A few family members have suggested taking anti-depressants. While I’m not opposed to it, I want that to be my last option. I have tried anti-depressants in the past, and the physical side effects made me feel worse. I flunked a semester of college, because their own college psychiatrist overmedicated me. The school wouldn’t excuse me either monetarily or academically, because I didn’t fill out the paperwork within the tiny timeframe – even though I couldn’t get out of bed or function. (I was also managing motherhood to a 6-year-old.)
During my junior year of college, I went to counseling and given Elavil (amitriptyline). It definitely elevated my mood, but I also experienced every side effect listed here. The psychiatrist kept upping my dose, then put me on something else in addition to Elavil (perhaps Paxil, but I can’t remember), and I couldn’t get out of bed. I literally moved like a sloth – extremely sluggish. I was thirsty all the time, because it caused dry mouth. It also dried up my sex life and made me want to sleep and sit around and do nothing at all. I couldn’t get out of bed, because being overmedicated made me extremely lightheaded and unable to walk or stand without almost passing out. All of these side effects certainly didn’t help my mood, which meant it wasn’t working for me.
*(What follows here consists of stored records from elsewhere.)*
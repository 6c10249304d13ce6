//! One-shot configuration sessions.
//!
//! Every user action opens its own connection, disables the prompt, checks
//! the instrument is alive, performs the action and closes the connection
//! again. [`DeviceSession::scoped`] packages that sequence.

use lightsense_protocol::{ChannelParam, ClientConfig, Link, ProtocolClient};
use std::io;
use tracing::{debug, info, warn};

use crate::error::{DeviceError, DeviceResult};
use crate::parameter::{
    check_channel, parse_value, ChannelConfig, DeviceSnapshot, Parameter, NUM_CHANNELS,
};

/// Opens a fresh link to the instrument.
pub trait Connector {
    /// The link type produced.
    type Link: Link + 'static;

    /// Open a new connection.
    fn connect(&self) -> io::Result<Self::Link>;

    /// Identity for logs and errors.
    fn describe(&self) -> String {
        "connector".to_string()
    }
}

/// A [`Connector`] backed by a closure.
pub struct FnConnector<F> {
    name: String,
    open: F,
}

impl<F, L> FnConnector<F>
where
    F: Fn() -> io::Result<L>,
    L: Link + 'static,
{
    pub fn new(name: impl Into<String>, open: F) -> Self {
        FnConnector {
            name: name.into(),
            open,
        }
    }
}

impl<F, L> Connector for FnConnector<F>
where
    F: Fn() -> io::Result<L>,
    L: Link + 'static,
{
    type Link = L;

    fn connect(&self) -> io::Result<L> {
        (self.open)()
    }

    fn describe(&self) -> String {
        self.name.clone()
    }
}

/// Open a link through `connector`, mapping failures to [`DeviceError::Connect`].
pub fn connect<C: Connector>(connector: &C) -> DeviceResult<C::Link> {
    connector.connect().map_err(|source| DeviceError::Connect {
        device: connector.describe(),
        source,
    })
}

/// Configuration operations over a single connection.
///
/// Reads and writes go through the client's guarded retry.
#[derive(Debug)]
pub struct DeviceSession<L: Link> {
    client: ProtocolClient<L>,
}

impl<L: Link> DeviceSession<L> {
    /// Wrap a link without talking to the instrument.
    pub fn new(link: L, config: ClientConfig) -> Self {
        DeviceSession {
            client: ProtocolClient::with_config(link, config),
        }
    }

    /// Connect, hand-shake, run `f`, and close the connection whatever the
    /// outcome.
    pub fn scoped<C, T, F>(connector: &C, config: &ClientConfig, f: F) -> DeviceResult<T>
    where
        C: Connector<Link = L>,
        F: FnOnce(&mut DeviceSession<L>) -> DeviceResult<T>,
    {
        let link = connect(connector)?;
        let mut session = Self::new(link, config.clone());
        let result = session.handshake().and_then(|()| f(&mut session));
        session.close();
        result
    }

    /// Disable the prompt, then check the instrument answers.
    pub fn handshake(&mut self) -> DeviceResult<()> {
        self.client.prompt_off()?;
        self.client.ping()?;
        debug!("DeviceSession[{}]: handshake complete", self.client.device());
        Ok(())
    }

    /// Close the connection. Failures are logged, not returned.
    pub fn close(mut self) {
        if let Err(e) = self.client.close() {
            warn!(
                "DeviceSession[{}]: failed to close link: {}",
                self.client.device(),
                e
            );
        }
    }

    /// Hand the connection over without closing it.
    pub fn into_client(self) -> ProtocolClient<L> {
        self.client
    }

    pub fn client(&self) -> &ProtocolClient<L> {
        &self.client
    }

    pub fn client_mut(&mut self) -> &mut ProtocolClient<L> {
        &mut self.client
    }

    // ========================================================================
    // Channel Parameters
    // ========================================================================

    pub fn get_wavelength(&mut self, channel: u8) -> DeviceResult<Parameter<u16>> {
        check_channel(channel)?;
        let value = self
            .client
            .guarded("get_wavelength", |c| c.get_wavelength(channel))?;
        Ok(Parameter::from_read(value))
    }

    /// Write the wavelength from user text; blank text clears it.
    pub fn set_wavelength(&mut self, channel: u8, text: &str) -> DeviceResult<Parameter<u16>> {
        check_channel(channel)?;
        let value = parse_value(ChannelParam::Wavelength, text)?;
        self.client
            .guarded("set_wavelength", |c| c.set_wavelength(channel, value))?;
        Ok(Parameter::from_read(value))
    }

    pub fn get_zero_error(&mut self, channel: u8) -> DeviceResult<Parameter<i16>> {
        check_channel(channel)?;
        let value = self
            .client
            .guarded("get_zero_error", |c| c.get_zero_error(channel))?;
        Ok(Parameter::from_read(value))
    }

    /// Write the zero error from user text; blank text clears it.
    pub fn set_zero_error(&mut self, channel: u8, text: &str) -> DeviceResult<Parameter<i16>> {
        check_channel(channel)?;
        let value = parse_value(ChannelParam::ZeroError, text)?;
        self.client
            .guarded("set_zero_error", |c| c.set_zero_error(channel, value))?;
        Ok(Parameter::from_read(value))
    }

    pub fn get_gain_error(&mut self, channel: u8) -> DeviceResult<Parameter<f64>> {
        check_channel(channel)?;
        let value = self
            .client
            .guarded("get_gain_error", |c| c.get_gain_error(channel))?;
        Ok(Parameter::from_read(value))
    }

    /// Write the gain error from user text; blank text clears it.
    pub fn set_gain_error(&mut self, channel: u8, text: &str) -> DeviceResult<Parameter<f64>> {
        check_channel(channel)?;
        let value = parse_value(ChannelParam::GainError, text)?;
        self.client
            .guarded("set_gain_error", |c| c.set_gain_error(channel, value))?;
        Ok(Parameter::from_read(value))
    }

    /// Read all three parameters of a channel.
    pub fn read_channel(&mut self, channel: u8) -> DeviceResult<ChannelConfig> {
        Ok(ChannelConfig {
            channel,
            wavelength: self.get_wavelength(channel)?,
            zero_error: self.get_zero_error(channel)?,
            gain_error: self.get_gain_error(channel)?,
        })
    }

    /// Read every channel and the voltage reference state.
    pub fn read_all(&mut self) -> DeviceResult<DeviceSnapshot> {
        let channels = (0..NUM_CHANNELS)
            .map(|channel| self.read_channel(channel))
            .collect::<DeviceResult<Vec<_>>>()?;
        let reference_calibrated = self.reference_calibrated()?;
        Ok(DeviceSnapshot {
            channels,
            reference_calibrated,
        })
    }

    // ========================================================================
    // Selection and Persistence
    // ========================================================================

    /// Select the channel used for measurement.
    pub fn select_channel(&mut self, channel: u8) -> DeviceResult<()> {
        check_channel(channel)?;
        self.client
            .guarded("select_channel", |c| c.select_channel(channel))?;
        Ok(())
    }

    /// Persist a channel's parameters.
    pub fn commit_channel(&mut self, channel: u8) -> DeviceResult<()> {
        check_channel(channel)?;
        self.client
            .guarded("commit_channel", |c| c.commit_channel(channel))?;
        Ok(())
    }

    /// Persist every channel and the voltage reference calibration.
    pub fn commit_all(&mut self) -> DeviceResult<()> {
        for channel in 0..NUM_CHANNELS {
            self.commit_channel(channel)?;
        }
        self.commit_reference()?;
        info!("DeviceSession[{}]: all parameters committed", self.client.device());
        Ok(())
    }

    // ========================================================================
    // Voltage Reference
    // ========================================================================

    /// Calibrate the internal voltage reference against the present supply.
    pub fn calibrate_reference(&mut self) -> DeviceResult<()> {
        self.client
            .guarded("int_ref_calibrate", |c| c.int_ref_calibrate())?;
        info!("DeviceSession[{}]: voltage reference calibrated", self.client.device());
        Ok(())
    }

    /// Persist the voltage reference calibration.
    pub fn commit_reference(&mut self) -> DeviceResult<()> {
        self.client.guarded("int_ref_commit", |c| c.int_ref_commit())?;
        Ok(())
    }

    pub fn reference_calibrated(&mut self) -> DeviceResult<bool> {
        Ok(self
            .client
            .guarded("int_ref_is_calibrated", |c| c.int_ref_is_calibrated())?)
    }

    /// Fail unless the voltage reference is calibrated, so the instrument can
    /// check the supply while measuring.
    pub fn ensure_reference_calibrated(&mut self) -> DeviceResult<()> {
        if self.reference_calibrated()? {
            Ok(())
        } else {
            Err(DeviceError::ReferenceNotCalibrated)
        }
    }
}

#[cfg(test)]
mod tests {
    use super::*;
    use lightsense_protocol::testing::{LinkRecorder, ScriptedLink};
    use lightsense_protocol::ProtocolError;

    type ScriptedConnector = FnConnector<Box<dyn Fn() -> io::Result<ScriptedLink>>>;

    /// A connector that hands out one scripted link.
    fn scripted(lines: &[&str]) -> (ScriptedConnector, LinkRecorder) {
        let link = ScriptedLink::from_lines(lines);
        let recorder = link.recorder();
        let slot = parking_lot::Mutex::new(Some(link));
        let open: Box<dyn Fn() -> io::Result<ScriptedLink>> = Box::new(move || {
            slot.lock()
                .take()
                .ok_or_else(|| io::Error::new(io::ErrorKind::NotConnected, "already used"))
        });
        (FnConnector::new("scripted", open), recorder)
    }

    #[test]
    fn test_scoped_reads_wavelength() {
        let (connector, recorder) = scripted(&["OK", "OK", "OK", "532"]);
        let value = DeviceSession::scoped(&connector, &ClientConfig::default(), |s| {
            s.get_wavelength(2)
        })
        .unwrap();
        assert_eq!(value, Parameter::Present(532));
        assert_eq!(
            recorder.commands(),
            vec!["prompt_off", "nop", "conf_get_wavelength:2", "nop"]
        );
        assert!(recorder.is_closed());
    }

    #[test]
    fn test_scoped_closes_on_handshake_failure() {
        let (connector, recorder) = scripted(&["ERROR"]);
        let result = DeviceSession::scoped(&connector, &ClientConfig::default(), |s| {
            s.select_channel(0)
        });
        assert!(matches!(
            result,
            Err(DeviceError::Protocol(ProtocolError::DeviceRejected { .. }))
        ));
        assert_eq!(recorder.commands(), vec!["prompt_off"]);
        assert_eq!(recorder.close_calls(), 1);
    }

    #[test]
    fn test_scoped_closes_on_operation_failure() {
        let (connector, recorder) = scripted(&["OK", "OK"]);
        let result = DeviceSession::scoped(&connector, &ClientConfig::default(), |s| {
            s.set_zero_error(1, "twelve")
        });
        assert!(matches!(result, Err(DeviceError::InvalidParameter { .. })));
        // Parse failure is reported before any parameter traffic.
        assert_eq!(recorder.commands(), vec!["prompt_off", "nop"]);
        assert!(recorder.is_closed());
    }

    #[test]
    fn test_clear_sets_unset() {
        let (connector, recorder) = scripted(&["OK", "OK", "OK", "OK"]);
        let value = DeviceSession::scoped(&connector, &ClientConfig::default(), |s| {
            s.set_zero_error(1, "")
        })
        .unwrap();
        assert_eq!(value, Parameter::Unset);
        assert!(recorder
            .commands()
            .contains(&"conf_set_zero_error:1:NONE".to_string()));
    }

    #[test]
    fn test_invalid_channel_rejected_without_io() {
        let (connector, recorder) = scripted(&["OK", "OK"]);
        let result = DeviceSession::scoped(&connector, &ClientConfig::default(), |s| {
            s.get_gain_error(NUM_CHANNELS)
        });
        assert!(matches!(result, Err(DeviceError::InvalidChannel { .. })));
        assert_eq!(recorder.commands().len(), 2);
    }

    #[test]
    fn test_close_failure_does_not_mask_result() {
        let link = ScriptedLink::from_lines(&["OK", "OK", "OK", "TRUE"])
            .with_close_error(io::ErrorKind::Other);
        let slot = parking_lot::Mutex::new(Some(link));
        let connector = FnConnector::new("scripted", move || {
            slot.lock()
                .take()
                .ok_or_else(|| io::Error::from(io::ErrorKind::NotConnected))
        });
        let calibrated = DeviceSession::scoped(&connector, &ClientConfig::default(), |s| {
            s.reference_calibrated()
        })
        .unwrap();
        assert!(calibrated);
    }

    #[test]
    fn test_ensure_reference_calibrated() {
        let (connector, _) = scripted(&["OK", "OK", "OK", "FALSE"]);
        let result = DeviceSession::scoped(&connector, &ClientConfig::default(), |s| {
            s.ensure_reference_calibrated()
        });
        assert!(matches!(result, Err(DeviceError::ReferenceNotCalibrated)));
    }

    #[test]
    fn test_connect_failure() {
        let connector = FnConnector::new("nowhere", || -> io::Result<ScriptedLink> {
            Err(io::Error::from(io::ErrorKind::NotFound))
        });
        let result = DeviceSession::scoped(&connector, &ClientConfig::default(), |s| s.handshake());
        match result {
            Err(DeviceError::Connect { device, .. }) => assert_eq!(device, "nowhere"),
            other => panic!("expected connect error, got {:?}", other),
        }
    }
}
I took Elavil until they switched me solely to Paxil, which made me extremely calm and uncaring. The best part was I wasn’t getting mad about things, but I also just didn’t give a shit about anything anymore. All I wanted to do was eat peanut M&Ms, so that’s what I did. I gained about 10 pounds in about a month, which is a lot when you’re under 5’5” and clothing no longer fits.
In the meantime, I had a neighbor on antidepressants and saw what it did to her; she’d been dealing with it for years! It looked to me the antidepressant train was a nightmare trip, worse than depression itself. I wasn’t sure antidepressants were the right solution for me, so I quit taking them altogether.
I tried antidepressants on other occasions, but the side effects screwed up my life, which is worse than what I already dealt with. Prozac gave me bad headaches, so no mood lifting there. Something else I tried kept me awake all night, like speed. What good is that, when it was supposed to help insomnia? Sometimes I feel that when it comes to antidepressants, it’s just an experiment to see what works, but I don’t want to become someone’s mental illness experiment. I’m not sure I trust antidepressants are the answer for me long-term, but they did help short-term mentally, so maybe I could try it until they start making me feel awful again.
Regardless of what an antidepressant can do, they can’t fix my current problems, because they’re beyond my control. First and foremost, my physical issues need to be addressed before I start something new. My symptoms change or worsen or get better, and introducing a new substance would be a bad idea, in my opinion. I know the physical issues are definitely contributing to my misery, so I would like to fix that first. My PCP never followed up on another doctor’s order from September 21 to see about this possible pinched nerve. And as far as I can tell, the VA hasn’t switched my PCP yet (I was told it can take several weeks), which means I am sitting in limbo with my health – again!!
Planning right now is useless, because without a diagnosis, I don’t know how long of a recovery I have. One thing I’m not a fan of is being restricted or limited from living my life. I sit here waiting, feeling defeated, because I’m unable to move forward in so many ways.
So yeah, being sober and facing reality is depressing.